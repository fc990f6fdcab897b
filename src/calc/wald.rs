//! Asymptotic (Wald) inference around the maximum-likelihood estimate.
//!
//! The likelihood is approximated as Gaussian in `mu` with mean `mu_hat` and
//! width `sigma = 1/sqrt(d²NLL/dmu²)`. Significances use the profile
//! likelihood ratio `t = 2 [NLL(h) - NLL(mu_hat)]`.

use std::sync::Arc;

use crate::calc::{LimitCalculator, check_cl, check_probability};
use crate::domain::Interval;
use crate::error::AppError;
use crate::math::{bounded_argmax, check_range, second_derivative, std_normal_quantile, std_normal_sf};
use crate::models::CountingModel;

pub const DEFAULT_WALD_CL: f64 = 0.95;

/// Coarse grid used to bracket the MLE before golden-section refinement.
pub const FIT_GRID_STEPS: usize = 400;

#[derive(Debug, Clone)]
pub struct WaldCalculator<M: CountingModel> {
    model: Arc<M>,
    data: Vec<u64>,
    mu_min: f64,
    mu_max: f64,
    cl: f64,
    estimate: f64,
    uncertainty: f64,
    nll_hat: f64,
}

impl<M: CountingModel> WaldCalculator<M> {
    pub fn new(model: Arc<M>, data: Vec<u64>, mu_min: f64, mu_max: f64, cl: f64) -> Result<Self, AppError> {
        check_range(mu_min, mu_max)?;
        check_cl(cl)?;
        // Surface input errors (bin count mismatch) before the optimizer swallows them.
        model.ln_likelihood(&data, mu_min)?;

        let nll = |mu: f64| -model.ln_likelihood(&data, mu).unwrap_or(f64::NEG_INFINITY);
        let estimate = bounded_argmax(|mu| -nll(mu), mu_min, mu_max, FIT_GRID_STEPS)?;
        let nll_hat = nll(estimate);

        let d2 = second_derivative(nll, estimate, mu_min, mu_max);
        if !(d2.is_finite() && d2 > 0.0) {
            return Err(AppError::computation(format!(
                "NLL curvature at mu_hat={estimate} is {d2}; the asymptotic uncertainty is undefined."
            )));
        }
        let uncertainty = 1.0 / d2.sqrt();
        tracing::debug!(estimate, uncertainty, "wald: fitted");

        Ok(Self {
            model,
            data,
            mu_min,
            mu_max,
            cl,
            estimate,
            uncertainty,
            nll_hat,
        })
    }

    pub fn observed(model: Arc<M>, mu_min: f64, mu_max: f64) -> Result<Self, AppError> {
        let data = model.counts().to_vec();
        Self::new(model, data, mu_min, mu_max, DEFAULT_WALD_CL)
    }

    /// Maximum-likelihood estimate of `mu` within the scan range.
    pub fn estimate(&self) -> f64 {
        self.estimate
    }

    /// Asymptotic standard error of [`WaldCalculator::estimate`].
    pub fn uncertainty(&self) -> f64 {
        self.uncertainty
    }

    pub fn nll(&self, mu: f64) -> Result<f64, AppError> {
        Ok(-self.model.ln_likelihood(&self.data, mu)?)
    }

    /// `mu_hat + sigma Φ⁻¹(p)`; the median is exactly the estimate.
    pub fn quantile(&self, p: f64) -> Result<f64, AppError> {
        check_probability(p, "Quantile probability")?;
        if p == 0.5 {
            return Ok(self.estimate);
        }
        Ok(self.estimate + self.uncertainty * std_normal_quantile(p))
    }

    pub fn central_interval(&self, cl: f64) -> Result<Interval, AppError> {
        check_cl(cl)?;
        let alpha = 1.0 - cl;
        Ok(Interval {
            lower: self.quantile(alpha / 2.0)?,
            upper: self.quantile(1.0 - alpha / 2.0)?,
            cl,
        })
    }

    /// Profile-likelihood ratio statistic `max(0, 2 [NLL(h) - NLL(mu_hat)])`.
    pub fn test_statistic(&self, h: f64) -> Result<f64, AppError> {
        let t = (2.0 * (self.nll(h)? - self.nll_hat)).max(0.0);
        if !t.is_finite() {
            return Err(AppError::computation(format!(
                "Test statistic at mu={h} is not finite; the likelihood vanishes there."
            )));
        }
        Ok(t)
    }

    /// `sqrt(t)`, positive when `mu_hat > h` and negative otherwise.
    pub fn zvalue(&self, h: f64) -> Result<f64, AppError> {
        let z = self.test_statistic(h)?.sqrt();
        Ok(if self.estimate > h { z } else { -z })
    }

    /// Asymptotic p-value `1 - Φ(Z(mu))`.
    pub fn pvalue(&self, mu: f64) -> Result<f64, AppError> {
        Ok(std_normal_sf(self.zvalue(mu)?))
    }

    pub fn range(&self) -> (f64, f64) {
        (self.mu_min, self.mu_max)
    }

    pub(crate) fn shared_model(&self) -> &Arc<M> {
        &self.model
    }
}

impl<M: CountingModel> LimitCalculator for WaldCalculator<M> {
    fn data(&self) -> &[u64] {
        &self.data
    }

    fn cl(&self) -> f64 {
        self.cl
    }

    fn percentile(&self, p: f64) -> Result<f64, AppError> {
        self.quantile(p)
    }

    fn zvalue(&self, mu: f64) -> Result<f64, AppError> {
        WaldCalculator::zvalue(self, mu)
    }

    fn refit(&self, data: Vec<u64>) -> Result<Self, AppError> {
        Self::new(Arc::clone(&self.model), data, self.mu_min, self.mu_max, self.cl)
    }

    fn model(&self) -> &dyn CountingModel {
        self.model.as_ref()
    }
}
===============
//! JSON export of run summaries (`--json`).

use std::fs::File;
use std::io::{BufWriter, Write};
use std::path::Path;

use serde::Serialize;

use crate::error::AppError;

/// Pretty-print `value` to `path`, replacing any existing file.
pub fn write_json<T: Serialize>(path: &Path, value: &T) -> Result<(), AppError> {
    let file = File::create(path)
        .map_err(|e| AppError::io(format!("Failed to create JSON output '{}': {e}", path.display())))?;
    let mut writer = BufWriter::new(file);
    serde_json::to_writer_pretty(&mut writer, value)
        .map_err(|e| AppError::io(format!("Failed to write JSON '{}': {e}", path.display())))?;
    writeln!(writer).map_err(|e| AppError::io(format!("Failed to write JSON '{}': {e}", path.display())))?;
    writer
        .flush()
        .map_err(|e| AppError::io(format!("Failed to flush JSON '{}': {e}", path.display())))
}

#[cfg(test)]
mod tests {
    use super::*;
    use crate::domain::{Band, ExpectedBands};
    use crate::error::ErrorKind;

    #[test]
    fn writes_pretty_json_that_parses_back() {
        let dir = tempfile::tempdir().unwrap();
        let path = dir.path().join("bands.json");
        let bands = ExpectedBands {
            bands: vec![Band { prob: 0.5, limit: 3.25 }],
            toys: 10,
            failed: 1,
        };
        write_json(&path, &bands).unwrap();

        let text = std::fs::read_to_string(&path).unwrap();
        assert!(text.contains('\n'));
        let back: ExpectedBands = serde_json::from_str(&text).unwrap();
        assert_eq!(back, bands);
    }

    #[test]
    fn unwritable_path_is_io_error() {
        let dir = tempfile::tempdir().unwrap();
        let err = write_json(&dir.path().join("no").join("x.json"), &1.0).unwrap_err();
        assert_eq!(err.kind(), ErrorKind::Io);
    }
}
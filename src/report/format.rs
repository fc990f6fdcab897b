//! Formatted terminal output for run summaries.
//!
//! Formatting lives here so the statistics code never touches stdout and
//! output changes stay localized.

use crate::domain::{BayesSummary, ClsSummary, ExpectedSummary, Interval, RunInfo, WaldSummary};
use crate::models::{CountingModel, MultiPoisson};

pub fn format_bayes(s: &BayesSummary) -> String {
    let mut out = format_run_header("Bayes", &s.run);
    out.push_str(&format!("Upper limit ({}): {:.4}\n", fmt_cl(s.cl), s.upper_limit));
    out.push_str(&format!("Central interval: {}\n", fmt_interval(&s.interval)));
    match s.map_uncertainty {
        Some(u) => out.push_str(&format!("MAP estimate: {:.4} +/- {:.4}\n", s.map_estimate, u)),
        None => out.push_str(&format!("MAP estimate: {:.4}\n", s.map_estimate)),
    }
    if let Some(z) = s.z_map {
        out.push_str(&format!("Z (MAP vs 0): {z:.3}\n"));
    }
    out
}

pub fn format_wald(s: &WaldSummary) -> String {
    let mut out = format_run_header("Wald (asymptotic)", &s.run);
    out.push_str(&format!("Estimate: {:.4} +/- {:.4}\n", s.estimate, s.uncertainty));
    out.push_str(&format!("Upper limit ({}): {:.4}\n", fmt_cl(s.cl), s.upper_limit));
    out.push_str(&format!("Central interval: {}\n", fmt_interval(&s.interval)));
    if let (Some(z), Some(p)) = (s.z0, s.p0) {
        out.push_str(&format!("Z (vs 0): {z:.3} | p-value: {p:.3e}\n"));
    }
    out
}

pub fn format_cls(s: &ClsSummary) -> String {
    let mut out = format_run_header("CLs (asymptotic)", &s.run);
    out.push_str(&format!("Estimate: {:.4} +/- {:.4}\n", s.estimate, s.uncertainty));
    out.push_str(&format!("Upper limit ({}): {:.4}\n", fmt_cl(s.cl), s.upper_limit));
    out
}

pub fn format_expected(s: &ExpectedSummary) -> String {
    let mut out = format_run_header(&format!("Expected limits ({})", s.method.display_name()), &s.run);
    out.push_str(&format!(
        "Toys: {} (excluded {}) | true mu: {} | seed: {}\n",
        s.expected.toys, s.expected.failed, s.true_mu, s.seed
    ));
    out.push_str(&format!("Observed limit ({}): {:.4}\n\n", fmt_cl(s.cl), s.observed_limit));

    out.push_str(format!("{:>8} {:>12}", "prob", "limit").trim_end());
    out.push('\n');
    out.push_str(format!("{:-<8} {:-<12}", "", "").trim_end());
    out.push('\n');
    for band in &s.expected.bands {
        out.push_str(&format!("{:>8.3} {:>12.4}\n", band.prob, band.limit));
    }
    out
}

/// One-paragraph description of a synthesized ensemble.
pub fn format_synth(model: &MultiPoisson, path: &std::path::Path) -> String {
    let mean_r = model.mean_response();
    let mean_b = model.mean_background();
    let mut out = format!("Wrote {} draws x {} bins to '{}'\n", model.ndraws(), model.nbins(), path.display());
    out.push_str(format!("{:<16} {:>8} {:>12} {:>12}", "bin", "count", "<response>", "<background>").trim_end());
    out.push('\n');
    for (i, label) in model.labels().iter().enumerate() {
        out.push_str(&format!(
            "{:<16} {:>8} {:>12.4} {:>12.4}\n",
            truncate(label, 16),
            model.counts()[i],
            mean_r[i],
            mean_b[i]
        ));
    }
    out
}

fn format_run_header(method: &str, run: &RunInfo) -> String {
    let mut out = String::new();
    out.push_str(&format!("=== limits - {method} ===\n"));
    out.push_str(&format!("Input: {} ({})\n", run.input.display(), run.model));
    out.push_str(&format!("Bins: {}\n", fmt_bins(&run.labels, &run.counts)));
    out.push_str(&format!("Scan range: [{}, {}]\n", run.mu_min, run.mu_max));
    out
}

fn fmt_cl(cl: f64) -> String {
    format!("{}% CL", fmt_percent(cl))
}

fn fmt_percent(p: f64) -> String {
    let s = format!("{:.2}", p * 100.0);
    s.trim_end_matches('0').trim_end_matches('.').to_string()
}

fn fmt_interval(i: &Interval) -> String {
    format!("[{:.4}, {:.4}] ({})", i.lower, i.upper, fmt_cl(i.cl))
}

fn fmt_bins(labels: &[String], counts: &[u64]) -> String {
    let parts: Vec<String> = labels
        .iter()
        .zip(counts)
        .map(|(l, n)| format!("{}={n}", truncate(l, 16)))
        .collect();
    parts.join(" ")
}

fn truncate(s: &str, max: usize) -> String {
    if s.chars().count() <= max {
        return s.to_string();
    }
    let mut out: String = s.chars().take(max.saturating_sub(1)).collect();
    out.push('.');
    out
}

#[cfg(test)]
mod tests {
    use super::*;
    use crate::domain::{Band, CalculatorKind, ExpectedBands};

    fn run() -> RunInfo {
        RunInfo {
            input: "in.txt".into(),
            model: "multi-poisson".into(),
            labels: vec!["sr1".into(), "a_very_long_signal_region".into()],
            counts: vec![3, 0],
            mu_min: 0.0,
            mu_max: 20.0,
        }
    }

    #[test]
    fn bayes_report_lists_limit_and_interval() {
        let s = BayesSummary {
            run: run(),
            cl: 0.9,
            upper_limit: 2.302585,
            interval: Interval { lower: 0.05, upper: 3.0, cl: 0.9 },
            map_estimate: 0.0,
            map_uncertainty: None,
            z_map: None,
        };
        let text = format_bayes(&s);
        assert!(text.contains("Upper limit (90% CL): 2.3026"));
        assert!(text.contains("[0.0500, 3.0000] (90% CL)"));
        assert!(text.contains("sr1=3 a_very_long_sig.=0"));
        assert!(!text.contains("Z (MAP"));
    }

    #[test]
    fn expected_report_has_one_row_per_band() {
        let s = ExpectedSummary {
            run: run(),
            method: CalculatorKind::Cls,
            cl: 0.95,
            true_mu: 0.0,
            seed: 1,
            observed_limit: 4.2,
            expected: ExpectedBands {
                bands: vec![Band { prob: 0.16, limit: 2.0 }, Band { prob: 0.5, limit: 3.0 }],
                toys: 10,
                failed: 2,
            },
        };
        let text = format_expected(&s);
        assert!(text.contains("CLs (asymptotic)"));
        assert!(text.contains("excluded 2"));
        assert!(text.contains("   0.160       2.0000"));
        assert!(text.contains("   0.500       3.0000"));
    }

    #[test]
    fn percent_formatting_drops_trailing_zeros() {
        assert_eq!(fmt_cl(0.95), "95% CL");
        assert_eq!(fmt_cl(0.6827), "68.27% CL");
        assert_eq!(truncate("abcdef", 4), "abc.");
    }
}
===============
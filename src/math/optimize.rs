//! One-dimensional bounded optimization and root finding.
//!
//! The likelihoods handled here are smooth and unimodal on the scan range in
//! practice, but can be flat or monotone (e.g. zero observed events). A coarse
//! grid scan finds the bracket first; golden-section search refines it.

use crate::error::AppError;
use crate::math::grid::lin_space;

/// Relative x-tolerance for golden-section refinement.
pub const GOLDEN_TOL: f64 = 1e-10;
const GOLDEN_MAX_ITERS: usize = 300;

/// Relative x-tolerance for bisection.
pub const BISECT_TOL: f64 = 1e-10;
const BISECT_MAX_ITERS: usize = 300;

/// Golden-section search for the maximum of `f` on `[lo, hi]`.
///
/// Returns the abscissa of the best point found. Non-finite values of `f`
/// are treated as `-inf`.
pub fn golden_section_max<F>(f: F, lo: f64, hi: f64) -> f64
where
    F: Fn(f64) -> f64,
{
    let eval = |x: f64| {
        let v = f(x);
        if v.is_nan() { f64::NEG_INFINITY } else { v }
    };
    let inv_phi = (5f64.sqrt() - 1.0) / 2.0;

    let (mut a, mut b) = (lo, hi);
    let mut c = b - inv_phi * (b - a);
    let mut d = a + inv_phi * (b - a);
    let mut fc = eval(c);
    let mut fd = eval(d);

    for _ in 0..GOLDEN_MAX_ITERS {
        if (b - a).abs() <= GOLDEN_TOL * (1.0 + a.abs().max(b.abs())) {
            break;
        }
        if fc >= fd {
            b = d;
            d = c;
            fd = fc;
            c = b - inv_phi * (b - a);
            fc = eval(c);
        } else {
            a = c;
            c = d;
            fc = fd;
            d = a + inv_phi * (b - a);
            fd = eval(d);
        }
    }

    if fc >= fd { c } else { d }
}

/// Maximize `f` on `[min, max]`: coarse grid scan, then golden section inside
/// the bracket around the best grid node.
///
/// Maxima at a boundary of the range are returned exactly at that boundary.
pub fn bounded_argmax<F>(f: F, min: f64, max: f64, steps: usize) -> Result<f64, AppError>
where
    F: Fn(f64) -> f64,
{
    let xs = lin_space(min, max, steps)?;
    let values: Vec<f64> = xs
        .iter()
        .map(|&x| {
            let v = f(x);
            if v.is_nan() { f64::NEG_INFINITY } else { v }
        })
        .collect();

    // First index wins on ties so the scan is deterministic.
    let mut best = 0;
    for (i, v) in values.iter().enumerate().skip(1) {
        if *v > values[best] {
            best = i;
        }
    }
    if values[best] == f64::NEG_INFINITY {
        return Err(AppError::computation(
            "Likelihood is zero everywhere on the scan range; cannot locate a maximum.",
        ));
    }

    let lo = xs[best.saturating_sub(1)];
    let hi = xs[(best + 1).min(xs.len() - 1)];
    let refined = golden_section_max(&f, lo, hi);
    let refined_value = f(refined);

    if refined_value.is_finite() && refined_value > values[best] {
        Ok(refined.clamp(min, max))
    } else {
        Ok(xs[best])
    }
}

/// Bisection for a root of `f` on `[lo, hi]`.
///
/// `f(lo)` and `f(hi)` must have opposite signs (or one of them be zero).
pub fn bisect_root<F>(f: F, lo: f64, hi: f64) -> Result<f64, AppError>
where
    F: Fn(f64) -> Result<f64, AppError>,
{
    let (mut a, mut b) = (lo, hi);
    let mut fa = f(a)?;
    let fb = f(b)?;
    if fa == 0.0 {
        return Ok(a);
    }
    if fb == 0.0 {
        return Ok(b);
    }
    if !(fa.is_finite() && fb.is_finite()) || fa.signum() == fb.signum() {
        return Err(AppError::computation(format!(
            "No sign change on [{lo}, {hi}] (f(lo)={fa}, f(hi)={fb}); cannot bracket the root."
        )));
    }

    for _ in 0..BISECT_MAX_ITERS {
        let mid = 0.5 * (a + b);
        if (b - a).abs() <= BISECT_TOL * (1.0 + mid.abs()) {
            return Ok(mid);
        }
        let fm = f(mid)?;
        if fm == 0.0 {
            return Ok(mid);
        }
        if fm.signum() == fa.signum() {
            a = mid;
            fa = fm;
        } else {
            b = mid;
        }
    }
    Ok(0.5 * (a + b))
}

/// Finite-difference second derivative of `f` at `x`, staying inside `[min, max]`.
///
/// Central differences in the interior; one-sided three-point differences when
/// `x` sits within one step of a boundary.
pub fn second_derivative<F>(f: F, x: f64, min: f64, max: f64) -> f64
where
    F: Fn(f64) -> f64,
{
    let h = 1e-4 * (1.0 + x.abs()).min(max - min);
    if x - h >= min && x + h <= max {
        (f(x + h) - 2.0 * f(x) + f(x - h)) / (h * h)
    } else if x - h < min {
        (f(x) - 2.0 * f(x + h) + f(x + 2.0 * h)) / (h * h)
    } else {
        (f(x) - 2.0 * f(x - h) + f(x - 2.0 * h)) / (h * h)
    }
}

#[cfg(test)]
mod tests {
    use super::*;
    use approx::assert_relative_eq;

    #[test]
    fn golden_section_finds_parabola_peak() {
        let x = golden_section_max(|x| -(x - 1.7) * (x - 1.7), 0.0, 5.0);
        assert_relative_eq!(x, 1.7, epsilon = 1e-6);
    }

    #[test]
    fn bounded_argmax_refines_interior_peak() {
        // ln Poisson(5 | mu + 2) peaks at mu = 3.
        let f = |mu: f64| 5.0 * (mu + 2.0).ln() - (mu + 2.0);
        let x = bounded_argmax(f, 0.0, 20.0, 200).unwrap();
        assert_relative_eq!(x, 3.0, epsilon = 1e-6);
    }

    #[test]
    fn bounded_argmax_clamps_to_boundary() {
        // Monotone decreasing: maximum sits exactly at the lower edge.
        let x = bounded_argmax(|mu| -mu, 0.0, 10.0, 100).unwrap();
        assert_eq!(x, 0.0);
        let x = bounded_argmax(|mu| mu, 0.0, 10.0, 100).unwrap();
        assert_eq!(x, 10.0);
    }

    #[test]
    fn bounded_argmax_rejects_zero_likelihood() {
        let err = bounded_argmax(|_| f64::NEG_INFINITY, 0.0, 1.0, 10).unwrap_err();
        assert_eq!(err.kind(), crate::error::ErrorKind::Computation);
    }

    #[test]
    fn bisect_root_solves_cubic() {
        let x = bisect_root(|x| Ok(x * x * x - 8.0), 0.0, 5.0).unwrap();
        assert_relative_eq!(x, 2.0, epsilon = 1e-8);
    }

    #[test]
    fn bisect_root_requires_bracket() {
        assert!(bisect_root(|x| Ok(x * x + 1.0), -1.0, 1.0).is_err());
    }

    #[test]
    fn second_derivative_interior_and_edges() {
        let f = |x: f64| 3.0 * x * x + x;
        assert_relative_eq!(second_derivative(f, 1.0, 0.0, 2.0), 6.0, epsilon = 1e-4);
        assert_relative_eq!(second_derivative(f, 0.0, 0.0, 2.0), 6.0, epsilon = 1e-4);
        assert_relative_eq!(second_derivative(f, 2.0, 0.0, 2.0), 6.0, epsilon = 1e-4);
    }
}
===============
= TASK DESCRIPTION =
Every line in the data that holds the string "const" should be copied.

= ANSWER AREA =
pub const DEFAULT_WALD_CL: f64 = 0.95;
pub const FIT_GRID_STEPS: usize = 400;
pub const GOLDEN_TOL: f64 = 1e-10;
const GOLDEN_MAX_ITERS: usize = 300;
pub const BISECT_TOL: f64 = 1e-10;
const BISECT_MAX_ITERS: usize = 300;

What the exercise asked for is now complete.